**Task brief:** The span to repeat in the listing below runs from the line containing "CREATE TABLE Sales" to the line containing "pub fn create_tables(conn: &Connection)", inclusive. Repeat it exactly, and only it.

*** Opening of Input material ***

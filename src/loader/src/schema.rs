use rusqlite::Connection;
use tracing::info;

use crate::error::Result;

// children first
const DROP: &str = "
DROP TABLE IF EXISTS Sales;
DROP TABLE IF EXISTS Day_Passes;
DROP TABLE IF EXISTS Visits;
DROP TABLE IF EXISTS Members;
DROP TABLE IF EXISTS Customers;
";

// Sales.member_id is nullable and not a foreign key
const CREATE: &str = "
CREATE TABLE Customers (
    customer_id INTEGER PRIMARY KEY,
    name VARCHAR(50),
    age INTEGER
);

CREATE TABLE Members (
    member_id INTEGER PRIMARY KEY,
    customer_id INTEGER,
    name VARCHAR(50),
    age INTEGER,
    join_date DATE,
    is_active BOOLEAN,
    FOREIGN KEY (customer_id) REFERENCES Customers(customer_id)
);

CREATE TABLE Visits (
    visit_id INTEGER PRIMARY KEY,
    member_id INTEGER,
    date DATE,
    time TIME,
    duration INTEGER,
    FOREIGN KEY (member_id) REFERENCES Members(member_id)
);

CREATE TABLE Day_Passes (
    day_pass_id INTEGER PRIMARY KEY,
    purchaser_id INTEGER,
    date DATE,
    pass_type VARCHAR(20),
    group_ages VARCHAR(100),
    FOREIGN KEY (purchaser_id) REFERENCES Customers(customer_id)
);

CREATE TABLE Sales (
    sale_id INTEGER PRIMARY KEY,
    customer_id INTEGER,
    member_id INTEGER NULL,
    date DATE,
    item VARCHAR(50),
    price DECIMAL(10,2),
    FOREIGN KEY (customer_id) REFERENCES Customers(customer_id)
);
";

/// Drops and recreates all tables.
pub fn create_tables(conn: &Connection) -> Result<()> {
    info!("recreating tables...");
    conn.execute_batch(DROP)?;
    conn.execute_batch(CREATE)?;

    Ok(())
}

pub fn drop_tables(conn: &Connection) -> Result<()> {
    info!("dropping tables...");
    conn.execute_batch(DROP)?;

    Ok(())
}
pub mod command;
pub mod config;
pub mod error;
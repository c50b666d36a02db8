use chrono::Datelike;
use chrono::Duration;
use chrono::NaiveDate;
use chrono::Weekday;
use rand::Rng;

use crate::error::GymGenError;
use crate::error::Result;

pub const DEFAULT_MAX_DATE_RETRIES: usize = 1000;

/// Calendar range `[start, end)` over which visits are spread.
#[derive(Debug, Clone, Copy, PartialEq, Eq)]
pub struct SimulationWindow {
    start: NaiveDate,
    end: NaiveDate,
}

impl SimulationWindow {
    pub fn try_new(start: NaiveDate, end: NaiveDate) -> Result<Self> {
        if start > end {
            return Err(GymGenError::InvalidConfig(format!(
                "window start {start} is after its end {end}"
            )));
        }

        Ok(Self { start, end })
    }

    /// The `days` days right before `end`.
    pub fn ending_at(end: NaiveDate, days: i64) -> Result<Self> {
        let start = end
            .checked_sub_signed(Duration::days(days))
            .ok_or_else(|| GymGenError::InvalidConfig(format!("{days} day(s) before {end}")))?;

        Self::try_new(start, end)
    }

    pub fn start(&self) -> NaiveDate {
        self.start
    }

    pub fn end(&self) -> NaiveDate {
        self.end
    }

    pub fn len_days(&self) -> i64 {
        (self.end - self.start).num_days()
    }

    pub fn contains(&self, date: NaiveDate) -> bool {
        date >= self.start && date < self.end
    }
}

pub fn pick_date_matching_weekday<R: Rng + ?Sized>(
    window: &SimulationWindow,
    weekday: Weekday,
    rng: &mut R,
) -> Result<NaiveDate> {
    pick_date_matching_weekday_with_retries(window, weekday, DEFAULT_MAX_DATE_RETRIES, rng)
}

/// Rejection sampling of a uniform day offset until it lands on `weekday`.
/// Gives up after `max_attempts` draws.
pub fn pick_date_matching_weekday_with_retries<R: Rng + ?Sized>(
    window: &SimulationWindow,
    weekday: Weekday,
    max_attempts: usize,
    rng: &mut R,
) -> Result<NaiveDate> {
    let days = window.len_days();
    let too_narrow = |attempts| GymGenError::WindowTooNarrow {
        weekday,
        start: window.start,
        end: window.end,
        attempts,
    };
    if days == 0 {
        return Err(too_narrow(0));
    }

    for _ in 0..max_attempts {
        let offset = rng.gen_range(0..days);
        let date = window
            .start
            .checked_add_signed(Duration::days(offset))
            .ok_or_else(|| GymGenError::Internal(format!("{} + {offset} days", window.start)))?;
        if date.weekday() == weekday {
            return Ok(date);
        }
    }

    Err(too_narrow(max_attempts))
}
use std::path::Path;

use gym_gen::dataset::Customer;
use gym_gen::dataset::DayPass;
use gym_gen::dataset::Member;
use gym_gen::dataset::Sale;
use gym_gen::dataset::Table;
use gym_gen::dataset::Visit;
use rusqlite::params;
use rusqlite::Connection;
use rusqlite::Statement;
use serde::de::DeserializeOwned;
use tracing::debug;
use tracing::info;

use crate::error::LoaderError;
use crate::error::Result;

/// A CSV record that maps onto one row of its table.
trait Row: DeserializeOwned {
    const TABLE: Table;

    fn insert(&self, stmt: &mut Statement<'_>) -> rusqlite::Result<usize>;
}

impl Row for Customer {
    const TABLE: Table = Table::Customers;

    fn insert(&self, stmt: &mut Statement<'_>) -> rusqlite::Result<usize> {
        stmt.execute(params![self.customer_id, self.name, self.age])
    }
}

impl Row for Member {
    const TABLE: Table = Table::Members;

    fn insert(&self, stmt: &mut Statement<'_>) -> rusqlite::Result<usize> {
        stmt.execute(params![
            self.member_id,
            self.customer_id,
            self.name,
            self.age,
            self.join_date.to_string(),
            self.is_active,
        ])
    }
}

impl Row for Visit {
    const TABLE: Table = Table::Visits;

    fn insert(&self, stmt: &mut Statement<'_>) -> rusqlite::Result<usize> {
        stmt.execute(params![
            self.visit_id,
            self.member_id,
            self.date.to_string(),
            self.time.format("%H:%M:%S").to_string(),
            self.duration,
        ])
    }
}

impl Row for DayPass {
    const TABLE: Table = Table::DayPasses;

    fn insert(&self, stmt: &mut Statement<'_>) -> rusqlite::Result<usize> {
        stmt.execute(params![
            self.day_pass_id,
            self.purchaser_id,
            self.date.to_string(),
            self.pass_type.to_string(),
            self.group_ages.to_string(),
        ])
    }
}

impl Row for Sale {
    const TABLE: Table = Table::Sales;

    fn insert(&self, stmt: &mut Statement<'_>) -> rusqlite::Result<usize> {
        stmt.execute(params![
            self.sale_id,
            self.customer_id,
            // absent member becomes NULL
            self.member_id,
            self.date.to_string(),
            self.item.to_string(),
            self.price.to_string(),
        ])
    }
}

#[derive(Debug, Clone, Default, PartialEq, Eq)]
pub struct LoadReport {
    pub tables: Vec<(Table, usize)>,
}

impl LoadReport {
    pub fn rows(&self, table: Table) -> Option<usize> {
        self.tables.iter().find(|(t, _)| *t == table).map(|(_, n)| *n)
    }
}

fn insert_sql(table: Table) -> String {
    let columns = table.columns();
    let placeholders = (1..=columns.len())
        .map(|i| format!("?{i}"))
        .collect::<Vec<_>>()
        .join(", ");

    format!(
        "INSERT INTO {table} ({}) VALUES ({placeholders})",
        columns.join(", ")
    )
}

fn load_table<T: Row>(conn: &mut Connection, dir: &Path) -> Result<usize> {
    let path = dir.join(T::TABLE.file_name());
    if !path.try_exists()? {
        return Err(LoaderError::FileNotFound(format!("{path:?}")));
    }
    info!("loading {}...", T::TABLE);

    let mut rdr = csv::Reader::from_path(&path)?;
    let tx = conn.transaction()?;
    let mut rows = 0;
    {
        let mut stmt = tx.prepare(&insert_sql(T::TABLE))?;
        for rec in rdr.deserialize() {
            let rec: T = rec?;
            rec.insert(&mut stmt)?;
            rows += 1;
        }
    }
    tx.commit()?;
    debug!("{}: {rows} row(s) from {path:?}", T::TABLE);

    Ok(rows)
}

/// Loads every table's CSV from `dir` in foreign key order. Each table is committed on its
/// own, a failure leaves previously loaded tables in place.
pub fn load_dir(conn: &mut Connection, dir: &Path) -> Result<LoadReport> {
    if !dir.try_exists()? {
        return Err(LoaderError::FileNotFound(format!("{dir:?}")));
    }

    let tables = vec![
        (Table::Customers, load_table::<Customer>(conn, dir)?),
        (Table::Members, load_table::<Member>(conn, dir)?),
        (Table::Visits, load_table::<Visit>(conn, dir)?),
        (Table::DayPasses, load_table::<DayPass>(conn, dir)?),
        (Table::Sales, load_table::<Sale>(conn, dir)?),
    ];

    Ok(LoadReport { tables })
}
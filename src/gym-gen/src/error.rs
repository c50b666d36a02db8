use std::io;
use std::result;

use chrono::NaiveDate;
use chrono::Weekday;
use thiserror::Error;

pub type Result<T> = result::Result<T, GymGenError>;

#[derive(Error, Debug)]
pub enum GymGenError {
    #[error("UnknownWeekdayProfile: no hour profile for {0:?}")]
    UnknownWeekdayProfile(Weekday),
    #[error("WindowTooNarrow: no {weekday:?} found in [{start}, {end}) after {attempts} attempt(s)")]
    WindowTooNarrow {
        weekday: Weekday,
        start: NaiveDate,
        end: NaiveDate,
        attempts: usize,
    },
    #[error("InvalidConfig: {0}")]
    InvalidConfig(String),
    #[error("Internal: {0:?}")]
    Internal(String),
    #[error("CSVError: {0:?}")]
    CSVError(#[from] csv::Error),
    #[error("StdIO: {0:?}")]
    StdIO(#[from] io::Error),
}

impl GymGenError {
    /// Errors scoped to a single sampling call. The caller may skip the entity and go on.
    pub fn is_sampling(&self) -> bool {
        matches!(
            self,
            GymGenError::UnknownWeekdayProfile(_) | GymGenError::WindowTooNarrow { .. }
        )
    }
}
use std::collections::HashMap;

use chrono::NaiveDate;
use chrono::Utc;
use chrono::Weekday;
use clap::ValueEnum;
use dateparser::DateTimeUtc;
use gym_gen::assembler;
use gym_gen::sampler::DailyHourProfile;
use gym_gen::sampler::HourBand;
use gym_gen::sampler::SimulationWindow;
use gym_gen::sampler::VisitSampler;
use gym_gen::sampler::WeekdayWeightTable;
use gym_gen::sampler::DEFAULT_MAX_DATE_RETRIES;
use gym_gen::sampler::WEEKDAYS;
use serde::Deserialize;
use tracing::level_filters::LevelFilter;
use tracing::Level;

use crate::error::Error;
use crate::error::Result;

#[derive(Debug, Deserialize, PartialEq, Eq, Default)]
#[serde(default)]
pub struct Log {
    pub level: LogLevel,
}

#[derive(Debug, Deserialize, PartialEq, Eq, Clone, Copy)]
pub struct Bounds {
    pub min: usize,
    pub max: usize,
}

impl Bounds {
    fn new(min: usize, max: usize) -> Self {
        Self { min, max }
    }
}

#[derive(Debug, Deserialize, PartialEq, Eq)]
#[serde(default)]
pub struct Dataset {
    pub customers: usize,
    pub members: usize,
    pub visits_per_member: Bounds,
    pub day_pass_purchases: Bounds,
    pub sales: Bounds,
    pub seed: Option<u64>,
    // last day of the simulation (exclusive), today when empty
    pub to_date: Option<String>,
    pub duration: String,
}

impl Default for Dataset {
    fn default() -> Self {
        Self {
            customers: 10_000,
            members: 1_000,
            visits_per_member: Bounds::new(50, 250),
            day_pass_purchases: Bounds::new(5_000, 15_000),
            sales: Bounds::new(3_000, 7_000),
            seed: None,
            to_date: None,
            duration: "730 days".to_string(),
        }
    }
}

#[derive(Debug, Deserialize, PartialEq, Clone)]
pub struct Band {
    pub name: String,
    pub from: u32,
    pub to: u32,
    pub weight: f64,
}

#[derive(Debug, Deserialize, PartialEq)]
#[serde(default)]
pub struct Visits {
    pub max_date_retries: usize,
    // weekday name -> weight, unlisted weekdays keep the default
    pub weekday_weights: HashMap<String, f64>,
    // weekday name -> bands, unlisted weekdays keep the default
    pub hours: HashMap<String, Vec<Band>>,
}

impl Default for Visits {
    fn default() -> Self {
        Self {
            max_date_retries: DEFAULT_MAX_DATE_RETRIES,
            weekday_weights: HashMap::new(),
            hours: HashMap::new(),
        }
    }
}

#[derive(Debug, Deserialize, PartialEq, Default)]
#[serde(default)]
pub struct Config {
    pub log: Log,
    pub dataset: Dataset,
    pub visits: Visits,
}

fn parse_weekday(s: &str) -> Result<Weekday> {
    s.parse::<Weekday>()
        .map_err(|_| Error::BadRequest(format!("unknown weekday {s:?}")))
}

pub fn parse_duration_days(s: &str) -> Result<i64> {
    let days = chrono::Duration::from_std(parse_duration::parse(s)?)?.num_days();
    if days < 1 {
        return Err(Error::BadRequest(format!(
            "duration {s:?} must be at least one day"
        )));
    }

    Ok(days)
}

pub fn parse_date(s: &str) -> Result<NaiveDate> {
    if let Ok(date) = NaiveDate::parse_from_str(s, "%Y-%m-%d") {
        return Ok(date);
    }

    Ok(s.parse::<DateTimeUtc>()?.0.date_naive())
}

impl Visits {
    pub fn weekday_weights(&self) -> Result<WeekdayWeightTable> {
        let defaults = WeekdayWeightTable::default();
        let mut weights = [0.; 7];
        for (idx, weekday) in WEEKDAYS.iter().enumerate() {
            weights[idx] = defaults.weight(*weekday);
        }
        for (name, weight) in &self.weekday_weights {
            weights[parse_weekday(name)?.num_days_from_monday() as usize] = *weight;
        }

        Ok(WeekdayWeightTable::try_new(weights)?)
    }

    pub fn hour_profile(&self) -> Result<DailyHourProfile> {
        let mut profile = DailyHourProfile::climbing_gym();
        for (name, bands) in &self.hours {
            let bands = bands
                .iter()
                .map(|b| HourBand::try_new(b.name.clone(), b.from..b.to, b.weight))
                .collect::<gym_gen::Result<Vec<_>>>()?;
            profile.insert(parse_weekday(name)?, bands)?;
        }

        Ok(profile)
    }
}

impl Config {
    pub fn to_date(&self) -> Result<NaiveDate> {
        match &self.dataset.to_date {
            None => Ok(Utc::now().date_naive()),
            Some(dt) => parse_date(dt),
        }
    }

    pub fn sampler(&self, today: NaiveDate) -> Result<VisitSampler> {
        let weights = self.visits.weekday_weights()?;
        let hours = self.visits.hour_profile()?;
        let missing = hours.missing(&weights);
        if !missing.is_empty() {
            return Err(Error::BadRequest(format!(
                "no hour profile for {missing:?}"
            )));
        }

        let window =
            SimulationWindow::ending_at(today, parse_duration_days(&self.dataset.duration)?)?;

        Ok(VisitSampler::new(weights, hours, window)
            .with_max_date_retries(self.visits.max_date_retries))
    }

    pub fn assembler_config(&self, progress: bool) -> Result<assembler::Config> {
        let d = &self.dataset;
        let today = self.to_date()?;
        let visits = |v: usize| {
            u32::try_from(v)
                .map_err(|_| Error::BadRequest(format!("visits per member {v} is too large")))
        };
        Ok(assembler::Config {
            customers: d.customers,
            members: d.members,
            visits_per_member: visits(d.visits_per_member.min)?..=visits(d.visits_per_member.max)?,
            day_pass_purchases: d.day_pass_purchases.min..=d.day_pass_purchases.max,
            sales: d.sales.min..=d.sales.max,
            today,
            sampler: self.sampler(today)?,
            progress,
        })
    }
}

#[derive(Deserialize, Copy, Debug, Clone, PartialEq, Eq, PartialOrd, Ord, ValueEnum, Default)]
pub enum LogLevel {
    #[serde(rename = "trace")]
    Trace,
    #[serde(rename = "debug")]
    Debug,
    #[default]
    #[serde(rename = "info")]
    Info,
    #[serde(rename = "warn")]
    Warn,
    #[serde(rename = "error")]
    Error,
}

impl From<LogLevel> for LevelFilter {
    fn from(l: LogLevel) -> Self {
        match l {
            LogLevel::Trace => Level::TRACE,
            LogLevel::Debug => Level::DEBUG,
            LogLevel::Info => Level::INFO,
            LogLevel::Warn => Level::WARN,
            LogLevel::Error => Level::ERROR,
        }
        .into()
    }
}
use std::io;
use std::path::PathBuf;

use clap::Parser;
use loader::queries::run_query;
use loader::queries::write_queries;
use loader::queries::QUERIES;
use tracing::info;

use crate::error::Result;

#[derive(Parser, Clone, Debug)]
pub struct Queries {
    /// Directory the .sql files are written to
    #[arg(long, default_value = "queries")]
    pub out_path: PathBuf,
    /// Print the available queries instead of writing them
    #[arg(long, default_value_t = false)]
    pub list: bool,
}

#[derive(Parser, Clone, Debug)]
pub struct Query {
    #[arg(long, default_value = "gym.db")]
    pub db: PathBuf,
    /// Name of a canned query, see `queries --list`
    pub name: String,
}

pub fn write(args: &Queries) -> Result<()> {
    if args.list {
        for q in QUERIES {
            println!("{:<30}{}", q.name, q.description);
        }
        return Ok(());
    }

    write_queries(&args.out_path)?;

    Ok(())
}

pub fn run(args: &Query) -> Result<()> {
    let conn = loader::open(&args.db)?;
    let rows = run_query(&conn, &args.name, io::stdout().lock())?;
    info!("{}: {rows} row(s)", args.name);

    Ok(())
}
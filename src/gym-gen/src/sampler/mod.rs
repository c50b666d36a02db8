//! Weighted sampling of visit timestamps.
//!
//! A visit is placed by three independent draws taken from the same rng in a fixed order:
//! the weekday, a date in the simulation window falling on that weekday, and an hour from
//! the weekday's hour profile. Seeding the rng makes the whole sequence reproducible.

use chrono::NaiveDate;
use chrono::NaiveTime;
use chrono::Weekday;
use rand::Rng;

use crate::error::Result;

mod hours;
mod weekday;
mod window;

pub use hours::pick_hour;
pub use hours::DailyHourProfile;
pub use hours::HourBand;
pub use weekday::pick_weekday;
pub use weekday::WeekdayWeightTable;
pub use weekday::WEEKDAYS;
pub use window::pick_date_matching_weekday;
pub use window::pick_date_matching_weekday_with_retries;
pub use window::SimulationWindow;
pub use window::DEFAULT_MAX_DATE_RETRIES;

#[derive(Debug, Clone, Copy, PartialEq, Eq)]
pub struct VisitTimestamp {
    pub date: NaiveDate,
    pub hour: u32,
}

impl VisitTimestamp {
    pub fn time(&self) -> NaiveTime {
        NaiveTime::from_hms_opt(self.hour, 0, 0).unwrap_or_default()
    }
}

#[derive(Debug, Clone)]
pub struct VisitSampler {
    weekdays: WeekdayWeightTable,
    hours: DailyHourProfile,
    window: SimulationWindow,
    max_date_retries: usize,
}

impl VisitSampler {
    pub fn new(
        weekdays: WeekdayWeightTable,
        hours: DailyHourProfile,
        window: SimulationWindow,
    ) -> Self {
        Self {
            weekdays,
            hours,
            window,
            max_date_retries: DEFAULT_MAX_DATE_RETRIES,
        }
    }

    pub fn with_max_date_retries(mut self, max_date_retries: usize) -> Self {
        self.max_date_retries = max_date_retries;
        self
    }

    pub fn window(&self) -> &SimulationWindow {
        &self.window
    }

    pub fn weekdays(&self) -> &WeekdayWeightTable {
        &self.weekdays
    }

    pub fn hours(&self) -> &DailyHourProfile {
        &self.hours
    }

    /// Weekday, then date, then hour.
    pub fn sample<R: Rng + ?Sized>(&self, rng: &mut R) -> Result<VisitTimestamp> {
        let weekday: Weekday = pick_weekday(&self.weekdays, rng);
        let date = pick_date_matching_weekday_with_retries(
            &self.window,
            weekday,
            self.max_date_retries,
            rng,
        )?;
        let hour = pick_hour(&self.hours, weekday, rng)?;

        Ok(VisitTimestamp { date, hour })
    }
}
use std::io;
use std::result;

use thiserror::Error;

pub type Result<T> = result::Result<T, LoaderError>;

#[derive(Error, Debug)]
pub enum LoaderError {
    #[error("SqliteError: {0:?}")]
    SqliteError(#[from] rusqlite::Error),
    #[error("CSVError: {0:?}")]
    CSVError(#[from] csv::Error),
    #[error("StdIO: {0:?}")]
    StdIO(#[from] io::Error),
    #[error("FileNotFound: {0:?}")]
    FileNotFound(String),
    #[error("UnknownQuery: {0:?}")]
    UnknownQuery(String),
}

*** Close of Input material ***

**Expected answer:**
CREATE TABLE Sales (
    sale_id INTEGER PRIMARY KEY,
    customer_id INTEGER,
    member_id INTEGER NULL,
    date DATE,
    item VARCHAR(50),
    price DECIMAL(10,2),
    FOREIGN KEY (customer_id) REFERENCES Customers(customer_id)
);
";

/// Drops and recreates all tables.
pub fn create_tables(conn: &Connection) -> Result<()> {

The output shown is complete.